= Absolutive case =

Grammatical case

In grammar, the absolutive case (abbreviated abs) is the case of nouns in ergative–absolutive languages that would generally be the subjects of intransitive verbs or the objects of transitive verbs in the translational equivalents of nominative–accusative languages such as English.

==In ergative–absolutive languages==
In languages with ergative–absolutive alignment, the absolutive is the case used to mark both the subject of an intransitive verb and the object of a transitive verb in addition to being used for the citation form of a noun. It contrasts with the marked ergative case, which marks the subject of a transitive verb.

For example, in Basque the noun mutil takes the bare singular article -a both as the subject of the intransitive clause mutila etorri da and as the object of the transitive clause Irakasleak mutila ikusi du in which the agent bears the ergative ending -a-k.

In a very few cases, a marked absolutive has been reported, including in Nias and Sochiapam Chinantec.

==Other uses==
Occasionally, the term 'absolutive case' (or also: 'absolute case') is used for the unmarked case form in languages with other alignment types. This is especially common in the tradition of descriptive linguistics of African languages. In marked nominative languages, where the nominative has case inflection, the accusative is unmarked and also serves as citation form. In these languages, the unmarked accusative/citation form is thus often called 'absolutive'. On the other hand, in certain nominative–accusative languages, it is the accusative which is explicitly marked for case, whereas the nominative is unmarked and serves as citation form.
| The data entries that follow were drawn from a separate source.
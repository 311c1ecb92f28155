//! The compatibility layer proper: context, caches, factory surface.
//!
//! [`ShimContext`] is the composition root. It owns the loaded release's
//! [`SyntaxRegistry`], the compat fallback table, and every process-wide
//! cache (accessors, type resolutions, enumeration shims). All state is
//! dependency-injected through the context rather than held in ambient
//! statics, so several loaded-release descriptions can coexist in one
//! process (which is also what makes version-skew behavior testable).
//!
//! The context is `Send + Sync` and every operation on it is a bounded,
//! synchronous, in-memory computation; analysis passes on parallel
//! threads share one context freely.

pub mod accessors;
pub mod error;
pub mod kinds;
pub mod node_list;
pub mod resolve;

pub use accessors::{ReadAccessor, WriteAccessor};
pub use error::{ShimError, ShimResult};
pub use kinds::{known, EnumShim};
pub use node_list::NodeList;
pub use resolve::{CompatTable, Resolution};

use std::sync::OnceLock;

use accessors::AccessorCache;
use resolve::TypeResolver;

use crate::registry::{EnumDescriptor, SyntaxRegistry};
use crate::tree::{SyntaxNode, SyntaxToken};

/// Composition root of the compatibility layer.
pub struct ShimContext {
    registry: SyntaxRegistry,
    resolver: TypeResolver,
    accessors: AccessorCache,
    syntax_kinds: OnceLock<EnumShim>,
    member_kinds: OnceLock<EnumShim>,
    language_versions: OnceLock<EnumShim>,
}

impl ShimContext {
    /// Create a context over the loaded release, with the builtin compat
    /// fallback table.
    pub fn new(registry: SyntaxRegistry) -> Self {
        Self::with_compat(registry, CompatTable::builtin())
    }

    /// Create a context with an externally supplied compat table.
    pub fn with_compat(registry: SyntaxRegistry, compat: CompatTable) -> Self {
        Self {
            registry,
            resolver: TypeResolver::new(compat),
            accessors: AccessorCache::new(),
            syntax_kinds: OnceLock::new(),
            member_kinds: OnceLock::new(),
            language_versions: OnceLock::new(),
        }
    }

    /// The loaded release's reflectable surface.
    pub fn registry(&self) -> &SyntaxRegistry {
        &self.registry
    }

    /// Resolve an adapter type name to its binding target in the loaded
    /// release (cached).
    pub fn resolve(&self, adapter: &str) -> Resolution {
        self.resolver.resolve(&self.registry, adapter)
    }

    /// Total structural probe: is `node` an instance of the adapter's
    /// resolved type? Never fails.
    pub fn is_kind_of(&self, adapter: &str, node: &SyntaxNode) -> bool {
        self.resolver.is_instance(&self.registry, adapter, Some(node))
    }

    /// Read accessor for an optional token member.
    pub fn token_reader(
        &self,
        owner: &str,
        member: &str,
    ) -> ShimResult<ReadAccessor<Option<SyntaxToken>>> {
        accessors::token_reader(&self.accessors, &self.registry, &self.resolver, owner, member)
    }

    /// Write accessor for an optional token member.
    pub fn token_writer(
        &self,
        owner: &str,
        member: &str,
    ) -> ShimResult<WriteAccessor<Option<SyntaxToken>>> {
        accessors::token_writer(&self.accessors, &self.registry, &self.resolver, owner, member)
    }

    /// Read accessor for an optional child-node member.
    pub fn node_reader(
        &self,
        owner: &str,
        member: &str,
    ) -> ShimResult<ReadAccessor<Option<SyntaxNode>>> {
        accessors::node_reader(&self.accessors, &self.registry, &self.resolver, owner, member)
    }

    /// Write accessor for an optional child-node member.
    pub fn node_writer(
        &self,
        owner: &str,
        member: &str,
    ) -> ShimResult<WriteAccessor<Option<SyntaxNode>>> {
        accessors::node_writer(&self.accessors, &self.registry, &self.resolver, owner, member)
    }

    /// Read accessor for a separator-delimited collection member.
    pub fn list_reader(&self, owner: &str, member: &str) -> ShimResult<ReadAccessor<NodeList>> {
        accessors::list_reader(&self.accessors, &self.registry, &self.resolver, owner, member)
    }

    /// Write accessor for a separator-delimited collection member.
    pub fn list_writer(
        &self,
        owner: &str,
        member: &str,
    ) -> ShimResult<WriteAccessor<Vec<SyntaxNode>>> {
        accessors::list_writer(&self.accessors, &self.registry, &self.resolver, owner, member)
    }

    /// Shim over the release's node/token kind enumeration.
    pub fn syntax_kinds(&self) -> &EnumShim {
        self.syntax_kinds
            .get_or_init(|| self.build_enum_shim("SyntaxKind", known::SYNTAX_KINDS))
    }

    /// Shim over the release's member kind enumeration.
    pub fn member_kinds(&self) -> &EnumShim {
        self.member_kinds
            .get_or_init(|| self.build_enum_shim("MemberKind", known::MEMBER_KINDS))
    }

    /// Shim over the release's language-version tag enumeration.
    pub fn language_versions(&self) -> &EnumShim {
        self.language_versions
            .get_or_init(|| self.build_enum_shim("LanguageVersion", known::LANGUAGE_VERSIONS))
    }

    fn build_enum_shim(&self, name: &str, extensions: &[(&str, u16)]) -> EnumShim {
        match self.registry.enum_named(name) {
            Some(descriptor) => EnumShim::build(descriptor, extensions),
            None => EnumShim::build(&EnumDescriptor::empty(name), extensions),
        }
    }
}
In such situations, the term 'absolutive' is occasionally used to describe the unmarked nominative/citation form.

===In tripartite languages===
In tripartite languages, both the agent and object of a transitive clause have case forms, ergative and accusative, and the agent of an intransitive clause is the unmarked citation form. It is occasionally called the intransitive case, but absolutive is also used and is perhaps more accurate since it is not limited to core agents of intransitive verbs.